◆ What you should do:
Once you find a line containing the word "statistics" in the entries below, copy it.

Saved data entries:
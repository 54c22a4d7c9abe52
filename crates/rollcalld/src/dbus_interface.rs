//! D-Bus interface for the Rollcall attendance daemon.
//!
//! Bus name: org.rollcall.Rollcall1
//! Object path: /org/rollcall/Rollcall1
//!
//! Every method returns a JSON envelope: a success payload, or
//! `{"success": false, "error": <kind>, "message": <text>}`. Request
//! failures are data, not D-Bus errors — kiosk clients branch on the
//! `error` kind.

use crate::service::{AttendanceOutcome, AttendanceService, RegisterRequest, ServiceError};
use chrono::NaiveDate;
use rollcall_core::MatchOutcome;
use serde::Serialize;
use serde_json::json;
use std::sync::Arc;
use zbus::interface;

pub struct RollcallInterface {
    service: Arc<AttendanceService>,
}

impl RollcallInterface {
    pub fn new(service: Arc<AttendanceService>) -> Self {
        Self { service }
    }
}

#[interface(name = "org.rollcall.Rollcall1")]
impl RollcallInterface {
    /// Enroll a face image for a person. Empty email/department are treated
    /// as absent.
    async fn register(
        &self,
        image: Vec<u8>,
        name: &str,
        student_id: &str,
        email: &str,
        department: &str,
    ) -> zbus::fdo::Result<String> {
        tracing::info!(student_id, name, bytes = image.len(), "register requested");
        let request = RegisterRequest {
            name: name.to_string(),
            student_id: student_id.to_string(),
            email: non_empty(email),
            department: non_empty(department),
        };

        let envelope = match self.service.register(&image, request).await {
            Ok(registration) => json!({
                "success": true,
                "message": "Face registered successfully",
                "student_id": registration.student_id,
                "name": registration.name,
            }),
            Err(error) => failure(&error),
        };
        Ok(envelope.to_string())
    }

    /// Match a face image against the enrolled set; with `mark` set, a
    /// successful match also records today's attendance.
    async fn recognize(&self, image: Vec<u8>, mark: bool) -> zbus::fdo::Result<String> {
        tracing::debug!(bytes = image.len(), mark, "recognize requested");

        let envelope = match self.service.recognize(&image).await {
            Ok(MatchOutcome::Match {
                student_id,
                name,
                confidence,
            }) => {
                let mut envelope = json!({
                    "success": true,
                    "student_id": student_id,
                    "name": name,
                    "confidence": confidence,
                });
                if mark {
                    let attendance = match self
                        .service
                        .record_attendance(&student_id, confidence, None)
                        .await
                    {
                        Ok(AttendanceOutcome::Marked {
                            attendance_id,
                            timestamp,
                        }) => json!({
                            "marked": true,
                            "attendance_id": attendance_id,
                            "timestamp": timestamp.to_rfc3339(),
                        }),
                        Ok(AttendanceOutcome::AlreadyMarkedToday) => json!({
                            "marked": false,
                            "reason": "already_marked_today",
                        }),
                        Err(error) => json!({
                            "marked": false,
                            "reason": error.kind(),
                        }),
                    };
                    envelope["attendance"] = attendance;
                }
                envelope
            }
            Ok(MatchOutcome::NoMatch) => json!({
                "success": false,
                "error": "no_match",
                "message": "Face not recognized",
            }),
            Err(error) => failure(&error),
        };
        Ok(envelope.to_string())
    }

    /// Mark attendance for an already-identified person. An empty location
    /// selects the configured default.
    async fn record_attendance(
        &self,
        student_id: &str,
        confidence: f64,
        location: &str,
    ) -> zbus::fdo::Result<String> {
        let envelope = match self
            .service
            .record_attendance(student_id, confidence as f32, non_empty(location))
            .await
        {
            Ok(AttendanceOutcome::Marked {
                attendance_id,
                timestamp,
            }) => json!({
                "success": true,
                "attendance_id": attendance_id,
                "timestamp": timestamp.to_rfc3339(),
            }),
            Ok(AttendanceOutcome::AlreadyMarkedToday) => json!({
                "success": false,
                "error": "already_marked_today",
                "message": "Attendance already marked today",
            }),
            Err(error) => failure(&error),
        };
        Ok(envelope.to_string())
    }

    /// Today's attendance, newest first.
    async fn today(&self) -> zbus::fdo::Result<String> {
        Ok(records_envelope(self.service.today().await).to_string())
    }

    /// Per-person attendance aggregate over an inclusive date range
    /// (`YYYY-MM-DD` bounds).
    async fn report(&self, start_date: &str, end_date: &str) -> zbus::fdo::Result<String> {
        let envelope = match (parse_date(start_date), parse_date(end_date)) {
            (Ok(start), Ok(end)) => records_envelope(self.service.report(start, end).await),
            (Err(error), _) | (_, Err(error)) => failure(&error),
        };
        Ok(envelope.to_string())
    }

    /// Most recent attendance records for one person. Limit 0 selects the
    /// configured default.
    async fn history(&self, student_id: &str, limit: u32) -> zbus::fdo::Result<String> {
        let limit = (limit > 0).then_some(limit);
        Ok(records_envelope(self.service.history(student_id, limit).await).to_string())
    }

    /// Overall attendance statistics.
    async fn statistics(&self) -> zbus::fdo::Result<String> {
        let envelope = match self.service.statistics().await {
            Ok(stats) => json!({ "success": true, "statistics": to_json(&stats) }),
            Err(error) => failure(&error),
        };
        Ok(envelope.to_string())
    }

    /// All registered persons, without encodings.
    async fn list_persons(&self) -> zbus::fdo::Result<String> {
        Ok(records_envelope(self.service.list_persons().await).to_string())
    }

    /// Daemon status information.
    async fn status(&self) -> zbus::fdo::Result<String> {
        Ok(json!({
            "version": env!("CARGO_PKG_VERSION"),
            "enrolled_faces": self.service.gallery_size(),
        })
        .to_string())
    }
}

fn non_empty(value: &str) -> Option<String> {
    (!value.is_empty()).then(|| value.to_string())
}

fn parse_date(value: &str) -> Result<NaiveDate, ServiceError> {
    NaiveDate::parse_from_str(value, "%Y-%m-%d")
        .map_err(|e| ServiceError::InvalidInput(format!("bad date '{value}': {e}")))
}

fn failure(error: &ServiceError) -> serde_json::Value {
    json!({
        "success": false,
        "error": error.kind(),
        "message": error.to_string(),
    })
}

fn records_envelope<T: Serialize>(result: Result<Vec<T>, ServiceError>) -> serde_json::Value {
    match result {
        Ok(records) => json!({ "success": true, "records": to_json(&records) }),
        Err(error) => failure(&error),
    }
}

fn to_json<T: Serialize>(value: &T) -> serde_json::Value {
    serde_json::to_value(value).unwrap_or(serde_json::Value::Null)
}

#[cfg(test)]
mod tests {
    use super::*;

    #[test]
    fn failure_envelope_carries_kind_and_message() {
        let envelope = failure(&ServiceError::NoFaceDetected);
        assert_eq!(envelope["success"], false);
        assert_eq!(envelope["error"], "no_face_detected");
        assert!(envelope["message"]
            .as_str()
            .is_some_and(|m| m.contains("no face")));
    }

    #[test]
    fn empty_strings_map_to_absent() {
        assert_eq!(non_empty(""), None);
        assert_eq!(non_empty("Physics"), Some("Physics".to_string()));
    }

    #[test]
    fn date_parsing() {
        assert!(parse_date("2026-08-06").is_ok());
        assert!(parse_date("06/08/2026").is_err());
        assert!(parse_date("").is_err());
    }
}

◆ Response to this exercise:
    /// Overall attendance statistics.
    async fn statistics(&self) -> zbus::fdo::Result<String> {
        let envelope = match self.service.statistics().await {
            Ok(stats) => json!({ "success": true, "statistics": to_json(&stats) }),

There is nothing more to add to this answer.